焦点を絞ったライブラリ作成のコンピューターベースの方法
シリコン脳
今日、インシリコ ドラッグ デザイン (CADD) は、ChemDiv を含む製薬業界のリーダーの大多数によって使用されています。 ここでは、CADD を使用して特定のライブラリを作成する 3 つの例を示します。
リカーリング ニューラル ネットワーク (RNN)
急速に発展している CADD 手法の 1 つに RNN が含まれます。RNN では、トレーニング後にネットワークが入力と同様の出力、つまり、学習データセット内のものを模倣した新しい分子構造を生成します。
記事 [1] では、転移学習による焦点を絞ったライブラリ の自動作成について説明しました。つまり、最初に大規模なセット (この場合は分子のセットですが、概念は分子に限定されません) でトレーニングし、次にチューニングします。 リード最適化のためのより小さなサンプルを使用して検討されました。
ChEMBL データセットを使用して RNN をトレーニングした後、医薬品化学ワークフローで通常発生するものを模倣する転送セットが選択されました。
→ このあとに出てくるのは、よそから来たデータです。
//! Error types for chart statistics
//!
//! Provides a unified error type for all chart-stats crates.

use thiserror::Error;

/// Core error type for chart statistics operations
#[derive(Error, Debug)]
pub enum Error {
    /// An operation that needs at least one value was given none
    #[error("Empty sample: {operation} needs at least one value")]
    EmptySample { operation: String },

    /// A structural operation was given NaN or infinite values
    #[error("Non-finite input: {context} contains NaN or infinite values")]
    NonFinite { context: String },

    /// Bin geometry whose limits, width and count disagree
    #[error(
        "Invalid bin geometry: {n_bins} bins of width {bin_width} do not span \
         {lower_limit} to {upper_limit}"
    )]
    InvalidGeometry {
        lower_limit: f64,
        upper_limit: f64,
        n_bins: usize,
        bin_width: f64,
    },

    /// Invalid parameter provided to a function
    #[error("Invalid parameter: {0}")]
    InvalidParameter(String),

    /// Other errors
    #[error("Other error: {0}")]
    Other(#[from] anyhow::Error),
}

/// Result type alias using our Error type
pub type Result<T> = std::result::Result<T, Error>;

impl Error {
    /// Create an error for empty input
    pub fn empty_sample(operation: &str) -> Self {
        Self::EmptySample {
            operation: operation.to_string(),
        }
    }

    /// Create an error for NaN/Inf values
    pub fn non_finite(context: &str) -> Self {
        Self::NonFinite {
            context: context.to_string(),
        }
    }

    /// Create an error for a geometry that fails validation
    pub fn invalid_geometry(lower_limit: f64, upper_limit: f64, n_bins: usize, bin_width: f64) -> Self {
        Self::InvalidGeometry {
            lower_limit,
            upper_limit,
            n_bins,
            bin_width,
        }
    }
}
選択されたすべての指標のうち、ネットワークのパフォーマンスを評価するための鍵となったのは、ユニークノベルティ スコアと化学的近接性スコアの 2 つです。
少し直感に反して、小さなデータセットはより多くのトレーニングを必要とし、大きなデータセットはより少ないサイクルで問題ありませんでした。 トレーニング データがより均質であるため、フラグメント数が少ない (つまり、データセット内の異なるグループ (フラグメント) が少ないことを意味します) と、一意性が低くなります。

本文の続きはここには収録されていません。